THE PROBLEM
In how many lines of the records does the string "VigilResult" appear? State only the number.

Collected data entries

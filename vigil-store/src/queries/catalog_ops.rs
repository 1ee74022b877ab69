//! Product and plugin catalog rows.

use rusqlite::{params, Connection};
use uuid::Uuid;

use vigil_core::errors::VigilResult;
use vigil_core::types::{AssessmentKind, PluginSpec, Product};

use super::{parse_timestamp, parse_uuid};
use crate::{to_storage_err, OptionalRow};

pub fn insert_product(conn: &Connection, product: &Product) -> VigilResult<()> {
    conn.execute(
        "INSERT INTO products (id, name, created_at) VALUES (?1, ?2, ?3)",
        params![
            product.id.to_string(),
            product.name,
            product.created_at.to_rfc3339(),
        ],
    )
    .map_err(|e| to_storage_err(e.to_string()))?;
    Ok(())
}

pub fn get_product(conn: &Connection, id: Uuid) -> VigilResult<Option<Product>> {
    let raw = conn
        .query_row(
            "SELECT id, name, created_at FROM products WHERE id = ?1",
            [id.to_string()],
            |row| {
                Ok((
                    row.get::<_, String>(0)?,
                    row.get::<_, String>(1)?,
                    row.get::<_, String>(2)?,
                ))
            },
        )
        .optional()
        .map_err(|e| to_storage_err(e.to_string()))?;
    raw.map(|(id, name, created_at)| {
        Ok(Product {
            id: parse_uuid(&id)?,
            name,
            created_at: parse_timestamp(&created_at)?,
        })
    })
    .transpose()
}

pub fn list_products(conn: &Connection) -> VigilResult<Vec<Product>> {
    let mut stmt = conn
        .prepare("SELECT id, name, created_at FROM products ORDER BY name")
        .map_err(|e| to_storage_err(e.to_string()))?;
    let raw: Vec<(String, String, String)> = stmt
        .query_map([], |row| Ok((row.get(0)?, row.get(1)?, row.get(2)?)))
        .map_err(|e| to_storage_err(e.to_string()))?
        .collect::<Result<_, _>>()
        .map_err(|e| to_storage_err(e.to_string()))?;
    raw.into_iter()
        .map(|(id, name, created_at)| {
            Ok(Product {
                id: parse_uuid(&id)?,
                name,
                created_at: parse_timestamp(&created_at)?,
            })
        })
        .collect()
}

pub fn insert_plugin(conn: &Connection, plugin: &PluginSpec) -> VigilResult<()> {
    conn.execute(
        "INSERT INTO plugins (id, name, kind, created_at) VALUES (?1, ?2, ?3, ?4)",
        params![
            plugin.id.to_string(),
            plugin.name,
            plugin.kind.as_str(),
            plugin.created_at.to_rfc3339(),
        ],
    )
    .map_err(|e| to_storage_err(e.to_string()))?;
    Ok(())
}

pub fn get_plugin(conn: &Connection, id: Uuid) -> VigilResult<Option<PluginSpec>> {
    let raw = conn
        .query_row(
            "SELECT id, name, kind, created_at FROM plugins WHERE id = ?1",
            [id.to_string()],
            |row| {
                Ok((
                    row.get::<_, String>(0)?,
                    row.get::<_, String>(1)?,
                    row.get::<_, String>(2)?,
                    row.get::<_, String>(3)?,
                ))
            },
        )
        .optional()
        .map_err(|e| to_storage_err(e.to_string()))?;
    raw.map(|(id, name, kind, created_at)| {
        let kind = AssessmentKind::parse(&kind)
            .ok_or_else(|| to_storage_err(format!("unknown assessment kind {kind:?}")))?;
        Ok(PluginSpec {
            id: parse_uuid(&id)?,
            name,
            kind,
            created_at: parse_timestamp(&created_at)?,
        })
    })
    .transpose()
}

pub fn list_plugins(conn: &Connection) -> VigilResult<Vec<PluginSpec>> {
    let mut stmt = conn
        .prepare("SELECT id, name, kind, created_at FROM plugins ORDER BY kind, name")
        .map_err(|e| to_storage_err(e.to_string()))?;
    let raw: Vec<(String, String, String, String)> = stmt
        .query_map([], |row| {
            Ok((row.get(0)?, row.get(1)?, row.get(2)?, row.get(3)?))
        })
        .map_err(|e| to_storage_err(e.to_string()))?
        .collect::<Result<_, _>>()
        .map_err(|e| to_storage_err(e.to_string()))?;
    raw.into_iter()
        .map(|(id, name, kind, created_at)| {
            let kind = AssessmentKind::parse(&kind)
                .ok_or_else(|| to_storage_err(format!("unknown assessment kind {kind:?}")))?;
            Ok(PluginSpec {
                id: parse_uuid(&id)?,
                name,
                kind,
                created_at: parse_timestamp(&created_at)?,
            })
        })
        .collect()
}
--
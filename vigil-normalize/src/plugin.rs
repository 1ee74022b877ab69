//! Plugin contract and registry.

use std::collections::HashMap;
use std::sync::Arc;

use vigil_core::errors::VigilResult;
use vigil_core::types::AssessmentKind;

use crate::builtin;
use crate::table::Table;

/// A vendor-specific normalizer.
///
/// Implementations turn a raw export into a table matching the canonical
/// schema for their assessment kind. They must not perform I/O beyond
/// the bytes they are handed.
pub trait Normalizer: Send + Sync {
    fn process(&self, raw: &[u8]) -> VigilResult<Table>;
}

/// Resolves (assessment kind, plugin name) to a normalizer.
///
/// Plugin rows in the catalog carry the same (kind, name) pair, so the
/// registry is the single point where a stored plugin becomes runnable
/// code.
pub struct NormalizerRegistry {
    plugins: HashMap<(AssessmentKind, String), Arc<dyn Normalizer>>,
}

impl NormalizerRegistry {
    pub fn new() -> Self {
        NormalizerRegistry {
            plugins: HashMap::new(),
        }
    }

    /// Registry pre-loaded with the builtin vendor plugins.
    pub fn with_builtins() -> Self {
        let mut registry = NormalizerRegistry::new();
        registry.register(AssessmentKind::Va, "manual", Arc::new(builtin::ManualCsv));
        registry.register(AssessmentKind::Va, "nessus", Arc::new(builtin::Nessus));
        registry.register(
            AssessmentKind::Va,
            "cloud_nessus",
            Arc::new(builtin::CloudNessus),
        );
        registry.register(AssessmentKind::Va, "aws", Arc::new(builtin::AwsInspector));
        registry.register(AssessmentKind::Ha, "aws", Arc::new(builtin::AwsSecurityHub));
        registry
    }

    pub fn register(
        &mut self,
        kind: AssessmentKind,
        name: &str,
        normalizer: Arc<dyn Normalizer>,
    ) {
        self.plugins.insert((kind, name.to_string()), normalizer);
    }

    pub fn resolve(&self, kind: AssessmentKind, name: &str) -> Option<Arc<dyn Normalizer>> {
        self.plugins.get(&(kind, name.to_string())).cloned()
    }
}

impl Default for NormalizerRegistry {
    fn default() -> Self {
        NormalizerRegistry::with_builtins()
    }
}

RESULT FOR THIS TASK
9